Exercise goal -
Starting with the line that contains "use sea_orm_migration::prelude::*;" and stopping after the line that contains "ColumnDef::new(Notifications::Id)", return each line below exactly as written, with no others.

Input data section start

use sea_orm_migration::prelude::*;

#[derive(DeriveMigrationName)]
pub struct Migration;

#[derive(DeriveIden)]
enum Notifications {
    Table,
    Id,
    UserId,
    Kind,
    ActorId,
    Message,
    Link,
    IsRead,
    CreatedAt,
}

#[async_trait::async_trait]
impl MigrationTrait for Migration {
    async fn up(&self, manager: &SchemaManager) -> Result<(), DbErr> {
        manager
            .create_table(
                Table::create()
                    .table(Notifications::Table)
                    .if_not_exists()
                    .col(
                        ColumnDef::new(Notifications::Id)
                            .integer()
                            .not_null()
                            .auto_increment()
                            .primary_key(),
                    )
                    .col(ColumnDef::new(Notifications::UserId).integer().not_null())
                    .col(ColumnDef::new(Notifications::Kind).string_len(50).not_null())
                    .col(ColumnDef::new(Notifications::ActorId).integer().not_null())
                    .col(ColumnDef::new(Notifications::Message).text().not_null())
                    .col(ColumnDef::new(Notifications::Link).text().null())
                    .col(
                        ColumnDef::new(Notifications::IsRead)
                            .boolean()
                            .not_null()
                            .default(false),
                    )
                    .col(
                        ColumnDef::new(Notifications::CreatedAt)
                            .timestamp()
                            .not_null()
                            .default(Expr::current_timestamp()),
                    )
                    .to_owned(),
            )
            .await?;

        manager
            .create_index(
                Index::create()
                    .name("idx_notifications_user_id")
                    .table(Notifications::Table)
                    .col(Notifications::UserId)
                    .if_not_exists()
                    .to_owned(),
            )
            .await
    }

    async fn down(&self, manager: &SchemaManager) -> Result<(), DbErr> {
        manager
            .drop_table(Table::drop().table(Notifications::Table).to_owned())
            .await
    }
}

Input data section end
Input data section start

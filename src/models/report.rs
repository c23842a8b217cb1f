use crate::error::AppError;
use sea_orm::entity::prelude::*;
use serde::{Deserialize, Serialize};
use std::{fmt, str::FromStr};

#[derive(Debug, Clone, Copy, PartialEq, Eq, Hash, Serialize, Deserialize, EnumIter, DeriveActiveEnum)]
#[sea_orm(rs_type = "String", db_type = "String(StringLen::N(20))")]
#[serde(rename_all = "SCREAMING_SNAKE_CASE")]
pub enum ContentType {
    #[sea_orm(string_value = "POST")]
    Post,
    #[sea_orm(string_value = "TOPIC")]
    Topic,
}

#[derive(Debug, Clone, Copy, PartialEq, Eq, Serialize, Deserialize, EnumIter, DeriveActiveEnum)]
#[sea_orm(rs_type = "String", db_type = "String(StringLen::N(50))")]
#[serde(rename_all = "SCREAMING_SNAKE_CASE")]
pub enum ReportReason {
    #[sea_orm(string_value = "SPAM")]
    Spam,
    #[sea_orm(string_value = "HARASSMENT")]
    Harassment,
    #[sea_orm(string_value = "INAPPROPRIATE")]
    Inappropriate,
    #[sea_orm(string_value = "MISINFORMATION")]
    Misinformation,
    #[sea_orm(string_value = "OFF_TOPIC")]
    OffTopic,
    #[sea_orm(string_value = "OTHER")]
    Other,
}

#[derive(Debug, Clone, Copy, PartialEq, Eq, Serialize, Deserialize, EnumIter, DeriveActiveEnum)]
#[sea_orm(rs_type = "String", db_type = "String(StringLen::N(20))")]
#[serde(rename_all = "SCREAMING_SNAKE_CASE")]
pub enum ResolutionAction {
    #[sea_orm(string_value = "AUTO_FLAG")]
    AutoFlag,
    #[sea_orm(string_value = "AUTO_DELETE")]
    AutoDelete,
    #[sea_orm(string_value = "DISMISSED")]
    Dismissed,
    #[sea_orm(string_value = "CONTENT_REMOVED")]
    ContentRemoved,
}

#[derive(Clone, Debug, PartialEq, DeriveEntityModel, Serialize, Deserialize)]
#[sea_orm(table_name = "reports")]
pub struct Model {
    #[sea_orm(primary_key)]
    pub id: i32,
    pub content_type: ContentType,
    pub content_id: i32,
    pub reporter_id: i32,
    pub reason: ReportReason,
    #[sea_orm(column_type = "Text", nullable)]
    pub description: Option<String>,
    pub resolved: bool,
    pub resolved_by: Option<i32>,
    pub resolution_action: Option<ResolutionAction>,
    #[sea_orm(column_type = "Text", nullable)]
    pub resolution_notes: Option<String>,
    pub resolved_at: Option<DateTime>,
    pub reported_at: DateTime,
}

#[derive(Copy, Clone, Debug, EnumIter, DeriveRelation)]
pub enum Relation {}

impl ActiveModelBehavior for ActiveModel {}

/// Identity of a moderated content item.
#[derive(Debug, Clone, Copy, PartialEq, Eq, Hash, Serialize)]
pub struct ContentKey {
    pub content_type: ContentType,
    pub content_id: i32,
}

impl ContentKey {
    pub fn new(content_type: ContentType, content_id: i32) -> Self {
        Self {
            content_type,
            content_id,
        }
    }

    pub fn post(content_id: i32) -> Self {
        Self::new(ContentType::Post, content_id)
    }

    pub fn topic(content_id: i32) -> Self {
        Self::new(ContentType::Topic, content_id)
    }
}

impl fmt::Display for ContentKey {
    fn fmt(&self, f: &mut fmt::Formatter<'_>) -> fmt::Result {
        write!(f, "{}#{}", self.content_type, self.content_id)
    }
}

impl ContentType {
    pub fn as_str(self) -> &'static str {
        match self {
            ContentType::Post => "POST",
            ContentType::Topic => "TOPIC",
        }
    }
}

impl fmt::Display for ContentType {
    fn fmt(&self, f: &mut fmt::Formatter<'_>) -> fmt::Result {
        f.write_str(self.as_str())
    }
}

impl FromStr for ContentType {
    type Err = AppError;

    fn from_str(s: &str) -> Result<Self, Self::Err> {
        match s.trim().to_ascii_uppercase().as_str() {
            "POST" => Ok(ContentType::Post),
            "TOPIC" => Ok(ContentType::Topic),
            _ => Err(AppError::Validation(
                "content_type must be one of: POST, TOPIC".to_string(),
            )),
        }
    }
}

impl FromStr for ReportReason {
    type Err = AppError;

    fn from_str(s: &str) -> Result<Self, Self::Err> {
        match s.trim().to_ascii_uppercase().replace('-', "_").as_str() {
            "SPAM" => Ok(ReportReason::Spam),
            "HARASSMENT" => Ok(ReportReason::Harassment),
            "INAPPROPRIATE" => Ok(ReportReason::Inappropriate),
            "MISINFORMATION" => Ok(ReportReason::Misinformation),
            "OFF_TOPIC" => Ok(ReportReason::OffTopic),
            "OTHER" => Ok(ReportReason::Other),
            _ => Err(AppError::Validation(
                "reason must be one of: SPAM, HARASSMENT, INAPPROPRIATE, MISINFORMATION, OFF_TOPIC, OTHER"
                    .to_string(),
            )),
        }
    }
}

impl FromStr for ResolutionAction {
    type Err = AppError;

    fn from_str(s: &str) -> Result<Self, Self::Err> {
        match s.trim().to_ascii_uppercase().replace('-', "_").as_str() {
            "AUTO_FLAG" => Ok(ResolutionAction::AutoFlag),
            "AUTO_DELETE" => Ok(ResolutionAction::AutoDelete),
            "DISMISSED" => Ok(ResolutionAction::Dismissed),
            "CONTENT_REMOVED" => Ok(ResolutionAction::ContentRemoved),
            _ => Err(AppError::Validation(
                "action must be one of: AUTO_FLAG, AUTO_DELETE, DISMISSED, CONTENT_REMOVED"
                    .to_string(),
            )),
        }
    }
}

Input data section end
Input data section start

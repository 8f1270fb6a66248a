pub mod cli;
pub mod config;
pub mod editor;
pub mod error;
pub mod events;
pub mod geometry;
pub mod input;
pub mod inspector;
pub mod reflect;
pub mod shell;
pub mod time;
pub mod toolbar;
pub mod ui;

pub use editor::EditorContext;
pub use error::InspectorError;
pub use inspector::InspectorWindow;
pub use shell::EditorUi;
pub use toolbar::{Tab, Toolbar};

Input data section end

Response to the exercise -
use sea_orm_migration::prelude::*;

#[derive(DeriveMigrationName)]
pub struct Migration;

#[derive(DeriveIden)]
enum Notifications {
    Table,
    Id,
    UserId,
    Kind,
    ActorId,
    Message,
    Link,
    IsRead,
    CreatedAt,
}

#[async_trait::async_trait]
impl MigrationTrait for Migration {
    async fn up(&self, manager: &SchemaManager) -> Result<(), DbErr> {
        manager
            .create_table(
                Table::create()
                    .table(Notifications::Table)
                    .if_not_exists()
                    .col(
                        ColumnDef::new(Notifications::Id)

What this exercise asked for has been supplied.